Material shown: Begin

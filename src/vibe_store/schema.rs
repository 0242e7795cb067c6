//! SQLite schema of the vibe database.

use crate::sqlite_column;
use crate::sqlite_persistence::{Column, ForeignKey, OnDelete, SqlType, Table, VersionedSchema};

const GENRES_TABLE: Table = Table {
    name: "genres",
    columns: &[
        sqlite_column!("id", &SqlType::Integer, is_primary_key = true),
        sqlite_column!("name", &SqlType::Text, non_null = true),
    ],
    indices: &[],
    unique_constraints: &[&["name"]],
};

const ARTISTS_TABLE: Table = Table {
    name: "artists",
    columns: &[
        sqlite_column!("id", &SqlType::Integer, is_primary_key = true),
        sqlite_column!("external_id", &SqlType::Text, non_null = true),
        sqlite_column!("name", &SqlType::Text, non_null = true),
    ],
    indices: &[],
    unique_constraints: &[&["external_id"]],
};

const ARTIST_FK: ForeignKey = ForeignKey {
    foreign_table: "artists",
    foreign_column: "id",
    on_delete: OnDelete::Restrict,
};

const GENRE_FK: ForeignKey = ForeignKey {
    foreign_table: "genres",
    foreign_column: "id",
    on_delete: OnDelete::Restrict,
};

const TRACKS_TABLE: Table = Table {
    name: "tracks",
    columns: &[
        sqlite_column!("id", &SqlType::Integer, is_primary_key = true),
        sqlite_column!("external_id", &SqlType::Text, non_null = true),
        sqlite_column!("title", &SqlType::Text, non_null = true),
        sqlite_column!("album", &SqlType::Text),
        sqlite_column!(
            "artist_id",
            &SqlType::Integer,
            non_null = true,
            foreign_key = Some(&ARTIST_FK)
        ),
        sqlite_column!(
            "genre_id",
            &SqlType::Integer,
            non_null = true,
            foreign_key = Some(&GENRE_FK)
        ),
        sqlite_column!("popularity", &SqlType::Integer, non_null = true),
        sqlite_column!("original_genre", &SqlType::Text),
    ],
    indices: &[
        ("idx_tracks_artist", "artist_id"),
        ("idx_tracks_genre", "genre_id"),
    ],
    unique_constraints: &[&["external_id"]],
};

const LOCATIONS_TABLE: Table = Table {
    name: "locations",
    columns: &[
        sqlite_column!("id", &SqlType::Integer, is_primary_key = true),
        sqlite_column!("lat", &SqlType::Real, non_null = true),
        sqlite_column!("lon", &SqlType::Real, non_null = true),
    ],
    indices: &[("idx_locations_lat_lon", "lat, lon")],
    unique_constraints: &[&["lat", "lon"]],
};

const LOCATION_FK: ForeignKey = ForeignKey {
    foreign_table: "locations",
    foreign_column: "id",
    on_delete: OnDelete::Cascade,
};

const TRACK_FK: ForeignKey = ForeignKey {
    foreign_table: "tracks",
    foreign_column: "id",
    on_delete: OnDelete::Cascade,
};

/// One row per (location, track), counting plays.
const VIBE_EVENTS_TABLE: Table = Table {
    name: "vibe_events",
    columns: &[
        sqlite_column!("id", &SqlType::Integer, is_primary_key = true),
        sqlite_column!(
            "location_id",
            &SqlType::Integer,
            non_null = true,
            foreign_key = Some(&LOCATION_FK)
        ),
        sqlite_column!(
            "track_id",
            &SqlType::Integer,
            non_null = true,
            foreign_key = Some(&TRACK_FK)
        ),
        sqlite_column!(
            "play_count",
            &SqlType::Integer,
            non_null = true,
            default_value = Some("1")
        ),
        sqlite_column!("last_seen", &SqlType::Integer, non_null = true), // epoch millis
    ],
    indices: &[
        ("idx_vibe_events_last_seen", "last_seen"),
        ("idx_vibe_events_track", "track_id"),
    ],
    unique_constraints: &[&["location_id", "track_id"]],
};

pub const VIBE_VERSIONED_SCHEMAS: &[VersionedSchema] = &[VersionedSchema {
    version: 0,
    tables: &[
        GENRES_TABLE,
        ARTISTS_TABLE,
        TRACKS_TABLE,
        LOCATIONS_TABLE,
        VIBE_EVENTS_TABLE,
    ],
    migration: None,
}];

#[cfg(test)]
mod tests {
    use super::*;
    use rusqlite::Connection;

    #[test]
    fn schema_creates_and_validates() {
        let conn = Connection::open_in_memory().unwrap();
        let schema = VIBE_VERSIONED_SCHEMAS.last().unwrap();
        schema.create(&conn).unwrap();
        schema.validate(&conn).unwrap();
    }

    #[test]
    fn event_pair_is_unique() {
        let conn = Connection::open_in_memory().unwrap();
        VIBE_VERSIONED_SCHEMAS[0].create(&conn).unwrap();

        conn.execute("INSERT INTO genres (name) VALUES ('jazz')", [])
            .unwrap();
        conn.execute(
            "INSERT INTO artists (external_id, name) VALUES ('a1', 'Artist')",
            [],
        )
        .unwrap();
        conn.execute(
            "INSERT INTO tracks (external_id, title, artist_id, genre_id, popularity)
             VALUES ('t1', 'Track', 1, 1, 10)",
            [],
        )
        .unwrap();
        conn.execute("INSERT INTO locations (lat, lon) VALUES (1.0, 2.0)", [])
            .unwrap();
        conn.execute(
            "INSERT INTO vibe_events (location_id, track_id, last_seen) VALUES (1, 1, 0)",
            [],
        )
        .unwrap();

        let duplicate = conn.execute(
            "INSERT INTO vibe_events (location_id, track_id, last_seen) VALUES (1, 1, 5)",
            [],
        );
        assert!(duplicate.is_err());

        let play_count: i64 = conn
            .query_row("SELECT play_count FROM vibe_events", [], |r| r.get(0))
            .unwrap();
        assert_eq!(play_count, 1);
    }
}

Material shown: End

● **What you have to do**: Nothing in the records should differ from the original when you retype them.

● **Answer for this exercise**:
filename src/vibe_store/schema.rs
repository 0242e7795cb067c6
//! SQLite schema of the vibe database.

use crate::sqlite_column;
use crate::sqlite_persistence::{Column, ForeignKey, OnDelete, SqlType, Table, VersionedSchema};

const GENRES_TABLE: Table = Table {
    name: "genres",
    columns: &[
        sqlite_column!("id", &SqlType::Integer, is_primary_key = true),
        sqlite_column!("name", &SqlType::Text, non_null = true),
    ],
    indices: &[],
    unique_constraints: &[&["name"]],
};

const ARTISTS_TABLE: Table = Table {
    name: "artists",
    columns: &[
        sqlite_column!("id", &SqlType::Integer, is_primary_key = true),
        sqlite_column!("external_id", &SqlType::Text, non_null = true),
        sqlite_column!("name", &SqlType::Text, non_null = true),
    ],
    indices: &[],
    unique_constraints: &[&["external_id"]],
};

const ARTIST_FK: ForeignKey = ForeignKey {
    foreign_table: "artists",
    foreign_column: "id",
    on_delete: OnDelete::Restrict,
};

const GENRE_FK: ForeignKey = ForeignKey {
    foreign_table: "genres",
    foreign_column: "id",
    on_delete: OnDelete::Restrict,
};

const TRACKS_TABLE: Table = Table {
    name: "tracks",
    columns: &[
        sqlite_column!("id", &SqlType::Integer, is_primary_key = true),
        sqlite_column!("external_id", &SqlType::Text, non_null = true),
        sqlite_column!("title", &SqlType::Text, non_null = true),
        sqlite_column!("album", &SqlType::Text),
        sqlite_column!(
            "artist_id",
            &SqlType::Integer,
            non_null = true,
            foreign_key = Some(&ARTIST_FK)
        ),
        sqlite_column!(
            "genre_id",
            &SqlType::Integer,
            non_null = true,
            foreign_key = Some(&GENRE_FK)
        ),
        sqlite_column!("popularity", &SqlType::Integer, non_null = true),
        sqlite_column!("original_genre", &SqlType::Text),
    ],
    indices: &[
        ("idx_tracks_artist", "artist_id"),
        ("idx_tracks_genre", "genre_id"),
    ],
    unique_constraints: &[&["external_id"]],
};

const LOCATIONS_TABLE: Table = Table {
    name: "locations",
    columns: &[
        sqlite_column!("id", &SqlType::Integer, is_primary_key = true),
        sqlite_column!("lat", &SqlType::Real, non_null = true),
        sqlite_column!("lon", &SqlType::Real, non_null = true),
    ],
    indices: &[("idx_locations_lat_lon", "lat, lon")],
    unique_constraints: &[&["lat", "lon"]],
};

const LOCATION_FK: ForeignKey = ForeignKey {
    foreign_table: "locations",
    foreign_column: "id",
    on_delete: OnDelete::Cascade,
};

const TRACK_FK: ForeignKey = ForeignKey {
    foreign_table: "tracks",
    foreign_column: "id",
    on_delete: OnDelete::Cascade,
};

/// One row per (location, track), counting plays.
const VIBE_EVENTS_TABLE: Table = Table {
    name: "vibe_events",
    columns: &[
        sqlite_column!("id", &SqlType::Integer, is_primary_key = true),
        sqlite_column!(
            "location_id",
            &SqlType::Integer,
            non_null = true,
            foreign_key = Some(&LOCATION_FK)
        ),
        sqlite_column!(
            "track_id",
            &SqlType::Integer,
            non_null = true,
            foreign_key = Some(&TRACK_FK)
        ),
        sqlite_column!(
            "play_count",
            &SqlType::Integer,
            non_null = true,
            default_value = Some("1")
        ),
        sqlite_column!("last_seen", &SqlType::Integer, non_null = true), // epoch millis
    ],
    indices: &[
        ("idx_vibe_events_last_seen", "last_seen"),
        ("idx_vibe_events_track", "track_id"),
    ],
    unique_constraints: &[&["location_id", "track_id"]],
};

pub const VIBE_VERSIONED_SCHEMAS: &[VersionedSchema] = &[VersionedSchema {
    version: 0,
    tables: &[
        GENRES_TABLE,
        ARTISTS_TABLE,
        TRACKS_TABLE,
        LOCATIONS_TABLE,
        VIBE_EVENTS_TABLE,
    ],
    migration: None,
}];

#[cfg(test)]
mod tests {
    use super::*;
    use rusqlite::Connection;

    #[test]
    fn schema_creates_and_validates() {
        let conn = Connection::open_in_memory().unwrap();
        let schema = VIBE_VERSIONED_SCHEMAS.last().unwrap();
        schema.create(&conn).unwrap();
        schema.validate(&conn).unwrap();
    }

    #[test]
    fn event_pair_is_unique() {
        let conn = Connection::open_in_memory().unwrap();
        VIBE_VERSIONED_SCHEMAS[0].create(&conn).unwrap();

        conn.execute("INSERT INTO genres (name) VALUES ('jazz')", [])
            .unwrap();
        conn.execute(
            "INSERT INTO artists (external_id, name) VALUES ('a1', 'Artist')",
            [],
        )
        .unwrap();
        conn.execute(
            "INSERT INTO tracks (external_id, title, artist_id, genre_id, popularity)
             VALUES ('t1', 'Track', 1, 1, 10)",
            [],
        )
        .unwrap();
        conn.execute("INSERT INTO locations (lat, lon) VALUES (1.0, 2.0)", [])
            .unwrap();
        conn.execute(
            "INSERT INTO vibe_events (location_id, track_id, last_seen) VALUES (1, 1, 0)",
            [],
        )
        .unwrap();

        let duplicate = conn.execute(
            "INSERT INTO vibe_events (location_id, track_id, last_seen) VALUES (1, 1, 5)",
            [],
        );
        assert!(duplicate.is_err());

        let play_count: i64 = conn
            .query_row("SELECT play_count FROM vibe_events", [], |r| r.get(0))
            .unwrap();
        assert_eq!(play_count, 1);
    }
}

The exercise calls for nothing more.